Snapchat and its 26-year-old founder are out to convince the money people that the popular app will one day be omnipresent and indespensable as Facebook, the Wall Street Journal reports.
The company is claiming it’s worth $20 to $25 billion right up front, and investors who buy in at the initial public offering are going to want to see a return on that investment. That means the company will need to be worth more than $25 billion in a relatively short timeframe in order for investors to stay happy.
To that end, Snap Inc. is hitting the road to convince investors of just how great it is, a millenial-targeting heatseeking missile of pure advertising revenue. Execs are hyping up the company’s daily active user base — more than 150 million people per day. Facebook currently has roughly 1.18 billion (yes, with a B) daily users, but those are obviously spread out over the whole globe. Snapchat, by contrast, is concentrated in wealthier countries in North America and Europe.

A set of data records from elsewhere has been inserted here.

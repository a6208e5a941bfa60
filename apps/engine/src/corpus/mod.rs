//! Corpus types shared by the example store, the retriever, and the curator.

use std::collections::HashMap;
use std::fmt;
use std::str::FromStr;

use serde::{Deserialize, Serialize};

pub mod store;

pub use store::ExampleStore;

/// Target platform for generated content. Serializes to the lowercase keys
/// used in the snapshot document.
#[derive(Debug, Clone, Copy, PartialEq, Eq, Hash, Serialize, Deserialize)]
#[serde(rename_all = "lowercase")]
pub enum Platform {
    LinkedIn,
    YouTube,
    Twitter,
}

impl Platform {
    pub const ALL: [Platform; 3] = [Platform::LinkedIn, Platform::YouTube, Platform::Twitter];
}

impl fmt::Display for Platform {
    fn fmt(&self, f: &mut fmt::Formatter<'_>) -> fmt::Result {
        let name = match self {
            Platform::LinkedIn => "LinkedIn",
            Platform::YouTube => "YouTube",
            Platform::Twitter => "Twitter",
        };
        write!(f, "{name}")
    }
}

impl FromStr for Platform {
    type Err = String;

    fn from_str(s: &str) -> Result<Self, Self::Err> {
        match s.trim().to_lowercase().as_str() {
            "linkedin" => Ok(Platform::LinkedIn),
            "youtube" => Ok(Platform::YouTube),
            "twitter" => Ok(Platform::Twitter),
            other => Err(format!("Unknown platform '{other}'")),
        }
    }
}

/// One curated example carrying its precomputed document embedding.
#[derive(Debug, Clone, PartialEq, Serialize, Deserialize)]
pub struct EmbeddedExample {
    pub text: String,
    pub embedding: Vec<f32>,
}

/// A per-platform example bucket. The retrieval mode is fixed when the
/// bucket is written, never inferred from its contents.
#[derive(Debug, Clone, PartialEq, Serialize, Deserialize)]
#[serde(tag = "mode", content = "examples", rename_all = "lowercase")]
pub enum Bucket {
    /// Examples with embeddings; retrieval ranks by cosine similarity.
    Semantic(Vec<EmbeddedExample>),
    /// Bare texts; retrieval samples uniformly.
    Plain(Vec<String>),
}

impl Bucket {
    pub fn len(&self) -> usize {
        match self {
            Bucket::Semantic(examples) => examples.len(),
            Bucket::Plain(examples) => examples.len(),
        }
    }

    pub fn is_empty(&self) -> bool {
        self.len() == 0
    }
}

/// The snapshot file: written by the curator, loaded by [`ExampleStore`].
#[derive(Debug, Clone, Default, PartialEq, Serialize, Deserialize)]
pub struct SnapshotDocument {
    #[serde(default)]
    pub platforms: HashMap<Platform, Bucket>,
    #[serde(default)]
    pub trending_topics: Vec<String>,
}

#[cfg(test)]
mod tests {
    use super::*;

    #[test]
    fn test_platform_parses_case_insensitively() {
        assert_eq!("LinkedIn".parse::<Platform>().unwrap(), Platform::LinkedIn);
        assert_eq!("YOUTUBE".parse::<Platform>().unwrap(), Platform::YouTube);
        assert_eq!(" twitter ".parse::<Platform>().unwrap(), Platform::Twitter);
        assert!("myspace".parse::<Platform>().is_err());
    }

    #[test]
    fn test_platform_serializes_to_lowercase_key() {
        assert_eq!(
            serde_json::to_string(&Platform::LinkedIn).unwrap(),
            "\"linkedin\""
        );
    }

    #[test]
    fn test_bucket_mode_tag_is_explicit() {
        let semantic = Bucket::Semantic(vec![EmbeddedExample {
            text: "a post".to_string(),
            embedding: vec![0.1, 0.2],
        }]);
        let json = serde_json::to_string(&semantic).unwrap();
        assert!(json.contains("\"mode\":\"semantic\""));

        let plain = Bucket::Plain(vec!["a post".to_string()]);
        let json = serde_json::to_string(&plain).unwrap();
        assert!(json.contains("\"mode\":\"plain\""));
    }

    #[test]
    fn test_bucket_without_mode_tag_is_rejected() {
        // Bare example arrays (no mode tag) are not a recognized layout.
        let raw = r#"{"examples": [{"text": "a", "embedding": [0.1]}]}"#;
        assert!(serde_json::from_str::<Bucket>(raw).is_err());
    }

    #[test]
    fn test_snapshot_document_defaults_missing_sections() {
        let document: SnapshotDocument = serde_json::from_str("{}").unwrap();
        assert!(document.platforms.is_empty());
        assert!(document.trending_topics.is_empty());
    }

    #[test]
    fn test_snapshot_document_roundtrip() {
        let mut platforms = HashMap::new();
        platforms.insert(
            Platform::Twitter,
            Bucket::Plain(vec!["short and sharp".to_string()]),
        );
        let document = SnapshotDocument {
            platforms,
            trending_topics: vec!["ai agents".to_string()],
        };

        let json = serde_json::to_string_pretty(&document).unwrap();
        let recovered: SnapshotDocument = serde_json::from_str(&json).unwrap();
        assert_eq!(recovered, document);
    }
}
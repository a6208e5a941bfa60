//! CSV row shapes and engagement scoring per platform.
//!
//! Export files come from third-party scrapers, so numeric cells arrive
//! as strings with commas, blanks, or junk like "N/A". Every numeric
//! field parses leniently: unparseable values score 0 instead of
//! rejecting the row.

use serde::{Deserialize, Deserializer};

/// Selection floor: every platform keeps at least this many rows.
const TOP_FLOOR: usize = 10;
/// Fraction of rows kept above the floor.
const TOP_FRACTION: f64 = 0.1;

/// Deserializes a numeric CSV cell, tolerating thousands separators and
/// garbage. CSV cells always arrive as strings. Non-finite parses (a literal
/// `NaN` or `inf` cell) count as garbage too: every score must stay finite
/// so the engagement sort comparator is total.
fn lenient_f64<'de, D>(deserializer: D) -> Result<f64, D::Error>
where
    D: Deserializer<'de>,
{
    let raw = String::deserialize(deserializer)?;
    Ok(raw
        .trim()
        .replace(',', "")
        .parse::<f64>()
        .ok()
        .filter(|value| value.is_finite())
        .unwrap_or(0.0))
}

/// One row of a LinkedIn post export.
#[derive(Debug, Deserialize)]
pub struct LinkedInPostRecord {
    pub post_text: String,
    #[serde(deserialize_with = "lenient_f64")]
    pub total_engagement: f64,
}

/// One row of a YouTube video export.
#[derive(Debug, Deserialize)]
pub struct YouTubeVideoRecord {
    pub title: String,
    pub description: String,
    #[serde(deserialize_with = "lenient_f64")]
    pub view_count: f64,
    #[serde(deserialize_with = "lenient_f64")]
    pub like_count: f64,
    #[serde(deserialize_with = "lenient_f64")]
    pub comment_count: f64,
}

/// One row of a tweet export. Retweets are optional; some exports
/// only carry favorites.
#[derive(Debug, Deserialize)]
pub struct TweetRecord {
    pub text: String,
    #[serde(alias = "likes", deserialize_with = "lenient_f64")]
    pub favorite_count: f64,
    #[serde(default, alias = "retweets", deserialize_with = "lenient_f64")]
    pub retweet_count: f64,
}

// ────────────────────────────────────────────────────────────────────────────
// Scoring
// ────────────────────────────────────────────────────────────────────────────

/// LinkedIn exports pre-aggregate reactions, comments, and shares.
pub fn linkedin_engagement(record: &LinkedInPostRecord) -> f64 {
    record.total_engagement
}

/// Views are cheap; likes and especially comments signal content that
/// made people act.
pub fn youtube_engagement(record: &YouTubeVideoRecord) -> f64 {
    0.1 * record.view_count + 10.0 * record.like_count + 20.0 * record.comment_count
}

/// A retweet is an endorsement in front of the retweeter's audience,
/// so it counts double.
pub fn tweet_engagement(record: &TweetRecord) -> f64 {
    record.favorite_count + 2.0 * record.retweet_count
}

/// How many of `n` ranked rows survive selection: the top 10%, but
/// never fewer than [`TOP_FLOOR`].
pub fn top_quota(n: usize) -> usize {
    TOP_FLOOR.max((n as f64 * TOP_FRACTION).ceil() as usize)
}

The comparison to Facebook in particular is an interesting one, though, since the two companies have been in a very visible feature-flinging back-and-forth competition for more than a year now.
Facebook tested self-destructing messages; Snapchat started letting users save some. Snapchat shuts down the ability to purchase puking rainbow filters; Facebook purchases a comapny that adds filters to Facebook photos.
Snapchat signs a streaming content deal with NBC Universal; Facebook seeks out original content deals with basically everyone else.
Facebook doubled down on its attempts to take Snapchat down a rung or two in the back half of the year, launching new Instagram features and new Facebook-based apps designed directly to target the ghostly competition.
We’ve been observing for months that it feels like social networks are slowly coalescing into a singularity, where all offer basically the same features — and, of course, where the headlining feature is always “original video.” By November, the two companies had gotten so similar that we wondered if Instagram was making Snapchat irrelevant.
So that — Facebook continually trying to be slightly more Snapchatty — is the background against which Snapchat is telling would-be investors that it can be the next Facebook.
As the WSJ notes, Snapchat’s founder turned down a $3 billion cash offer from Facebook for his business in 2013.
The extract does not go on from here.